Your answer should be the entries, repeated exactly.

(Dataset entries)
= = = = = = =

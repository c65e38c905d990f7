use async_trait::async_trait;
use inforecon_application::ports::{DnsAnswer, DnsRecordSource};
use inforecon_domain::config::DnsConfig;
use inforecon_domain::{DomainError, RecordType};
use std::net::SocketAddr;
use std::sync::Arc;
use std::time::Duration;
use tracing::{debug, warn};

use super::{MessageBuilder, ResponseParser};
use crate::dns::transport::{DnsTransport, UdpTransport};

/// [`DnsRecordSource`] that forwards each query to the configured
/// nameservers in order, moving to the next one on transport failure or a
/// server-side error (SERVFAIL, REFUSED, NOTIMP).
pub struct ForwardingRecordSource {
    transports: Vec<Arc<dyn DnsTransport>>,
    timeout: Duration,
}

impl ForwardingRecordSource {
    pub fn new(transports: Vec<Arc<dyn DnsTransport>>, timeout: Duration) -> Self {
        Self {
            transports,
            timeout,
        }
    }

    pub fn from_config(config: &DnsConfig) -> Result<Self, DomainError> {
        let transports = config
            .nameservers
            .iter()
            .map(|server| {
                server
                    .parse::<SocketAddr>()
                    .map(|addr| Arc::new(UdpTransport::new(addr)) as Arc<dyn DnsTransport>)
                    .map_err(|e| {
                        DomainError::Transport(format!("Invalid nameserver '{}': {}", server, e))
                    })
            })
            .collect::<Result<Vec<_>, _>>()?;

        Ok(Self::new(transports, config.timeout()))
    }

    async fn query_server(
        &self,
        transport: &dyn DnsTransport,
        message_id: u16,
        message: &[u8],
        domain: &str,
        record_type: RecordType,
    ) -> Result<Vec<DnsAnswer>, DomainError> {
        let response = transport.send(message, self.timeout).await?;
        let parsed = ResponseParser::parse_bytes(response.bytes)?;

        if parsed.id != message_id {
            return Err(DomainError::Transport(format!(
                "Response ID mismatch from {}",
                transport.server()
            )));
        }

        if parsed.is_nxdomain() {
            return Err(DomainError::NxDomain(domain.to_string()));
        }

        if parsed.is_server_error() {
            return Err(DomainError::UpstreamUnavailable(format!(
                "{} answered {}",
                transport.server(),
                ResponseParser::rcode_to_status(parsed.rcode)
            )));
        }

        if parsed.truncated {
            debug!(domain = %domain, "Truncated UDP response, using partial answers");
        }

        Ok(parsed
            .answers
            .into_iter()
            .filter(|answer| answer.record_type() == record_type)
            .collect())
    }
}

#[async_trait]
impl DnsRecordSource for ForwardingRecordSource {
    async fn query(
        &self,
        domain: &str,
        record_type: RecordType,
    ) -> Result<Vec<DnsAnswer>, DomainError> {
        let (message_id, message) = MessageBuilder::build_query_with_id(domain, &record_type)?;
        let mut last_error: Option<DomainError> = None;

        for transport in &self.transports {
            match self
                .query_server(transport.as_ref(), message_id, &message, domain, record_type)
                .await
            {
                Ok(answers) => {
                    debug!(
                        domain = %domain,
                        record_type = %record_type,
                        server = %transport.server(),
                        answers = answers.len(),
                        "DNS query answered"
                    );
                    return Ok(answers);
                }
                Err(DomainError::NxDomain(name)) => return Err(DomainError::NxDomain(name)),
                Err(e) => {
                    warn!(
                        domain = %domain,
                        record_type = %record_type,
                        server = %transport.server(),
                        protocol = transport.protocol_name(),
                        error = %e,
                        "Nameserver failed, trying next"
                    );
                    last_error = Some(e);
                }
            }
        }

        Err(last_error.unwrap_or_else(|| {
            DomainError::UpstreamUnavailable("no nameservers configured".to_string())
        }))
    }
}
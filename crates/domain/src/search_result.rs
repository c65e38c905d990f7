use serde::{Deserialize, Serialize};

#[derive(Debug, Clone, PartialEq, Eq, Serialize, Deserialize)]
pub struct SearchHit {
    pub title: String,
    pub url: String,
    pub snippet: String,
}

/// Web search result. Hits keep the upstream ranking order.
#[derive(Debug, Clone, PartialEq, Eq, Default, Serialize, Deserialize)]
pub struct SearchResult {
    pub query: String,
    #[serde(default)]
    pub hits: Vec<SearchHit>,
    #[serde(default)]
    pub error: Option<String>,
}

impl SearchResult {
    pub fn new(query: impl Into<String>, hits: Vec<SearchHit>) -> Self {
        Self {
            query: query.into(),
            hits,
            error: None,
        }
    }

    pub fn failed(query: impl Into<String>, error: impl Into<String>) -> Self {
        Self {
            query: query.into(),
            hits: Vec::new(),
            error: Some(error.into()),
        }
    }

    pub fn is_error(&self) -> bool {
        self.error.is_some()
    }
}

= = = = = = =

RESULT OF THE EXERCISE:
repository c65e38c905d990f7
use async_trait::async_trait;
use inforecon_application::ports::{DnsAnswer, DnsRecordSource};
use inforecon_domain::config::DnsConfig;
use inforecon_domain::{DomainError, RecordType};
use std::net::SocketAddr;
use std::sync::Arc;
use std::time::Duration;
use tracing::{debug, warn};

use super::{MessageBuilder, ResponseParser};
use crate::dns::transport::{DnsTransport, UdpTransport};

/// [`DnsRecordSource`] that forwards each query to the configured
/// nameservers in order, moving to the next one on transport failure or a
/// server-side error (SERVFAIL, REFUSED, NOTIMP).
pub struct ForwardingRecordSource {
    transports: Vec<Arc<dyn DnsTransport>>,
    timeout: Duration,
}

impl ForwardingRecordSource {
    pub fn new(transports: Vec<Arc<dyn DnsTransport>>, timeout: Duration) -> Self {
        Self {
            transports,
            timeout,
        }
    }

    pub fn from_config(config: &DnsConfig) -> Result<Self, DomainError> {
        let transports = config
            .nameservers
            .iter()
            .map(|server| {
                server
                    .parse::<SocketAddr>()
                    .map(|addr| Arc::new(UdpTransport::new(addr)) as Arc<dyn DnsTransport>)
                    .map_err(|e| {
                        DomainError::Transport(format!("Invalid nameserver '{}': {}", server, e))
                    })
            })
            .collect::<Result<Vec<_>, _>>()?;

        Ok(Self::new(transports, config.timeout()))
    }

    async fn query_server(
        &self,
        transport: &dyn DnsTransport,
        message_id: u16,
        message: &[u8],
        domain: &str,
        record_type: RecordType,
    ) -> Result<Vec<DnsAnswer>, DomainError> {
        let response = transport.send(message, self.timeout).await?;
        let parsed = ResponseParser::parse_bytes(response.bytes)?;

        if parsed.id != message_id {
            return Err(DomainError::Transport(format!(
                "Response ID mismatch from {}",
                transport.server()
            )));
        }

        if parsed.is_nxdomain() {
            return Err(DomainError::NxDomain(domain.to_string()));
        }

        if parsed.is_server_error() {
            return Err(DomainError::UpstreamUnavailable(format!(
                "{} answered {}",
                transport.server(),
                ResponseParser::rcode_to_status(parsed.rcode)
            )));
        }

        if parsed.truncated {
            debug!(domain = %domain, "Truncated UDP response, using partial answers");
        }

        Ok(parsed
            .answers
            .into_iter()
            .filter(|answer| answer.record_type() == record_type)
            .collect())
    }
}

#[async_trait]
impl DnsRecordSource for ForwardingRecordSource {
    async fn query(
        &self,
        domain: &str,
        record_type: RecordType,
    ) -> Result<Vec<DnsAnswer>, DomainError> {
        let (message_id, message) = MessageBuilder::build_query_with_id(domain, &record_type)?;
        let mut last_error: Option<DomainError> = None;

        for transport in &self.transports {
            match self
                .query_server(transport.as_ref(), message_id, &message, domain, record_type)
                .await
            {
                Ok(answers) => {
                    debug!(
                        domain = %domain,
                        record_type = %record_type,
                        server = %transport.server(),
                        answers = answers.len(),
                        "DNS query answered"
                    );
                    return Ok(answers);
                }
                Err(DomainError::NxDomain(name)) => return Err(DomainError::NxDomain(name)),
                Err(e) => {
                    warn!(
                        domain = %domain,
                        record_type = %record_type,
                        server = %transport.server(),
                        protocol = transport.protocol_name(),
                        error = %e,
                        "Nameserver failed, trying next"
                    );
                    last_error = Some(e);
                }
            }
        }

        Err(last_error.unwrap_or_else(|| {
            DomainError::UpstreamUnavailable("no nameservers configured".to_string())
        }))
    }
}
filename crates/domain/src/search_result.rs
repository c65e38c905d990f7
use serde::{Deserialize, Serialize};

#[derive(Debug, Clone, PartialEq, Eq, Serialize, Deserialize)]
pub struct SearchHit {
    pub title: String,
    pub url: String,
    pub snippet: String,
}

/// Web search result. Hits keep the upstream ranking order.
#[derive(Debug, Clone, PartialEq, Eq, Default, Serialize, Deserialize)]
pub struct SearchResult {
    pub query: String,
    #[serde(default)]
    pub hits: Vec<SearchHit>,
    #[serde(default)]
    pub error: Option<String>,
}

impl SearchResult {
    pub fn new(query: impl Into<String>, hits: Vec<SearchHit>) -> Self {
        Self {
            query: query.into(),
            hits,
            error: None,
        }
    }

    pub fn failed(query: impl Into<String>, error: impl Into<String>) -> Self {
        Self {
            query: query.into(),
            hits: Vec::new(),
            error: Some(error.into()),
        }
    }

    pub fn is_error(&self) -> bool {
        self.error.is_some()
    }
}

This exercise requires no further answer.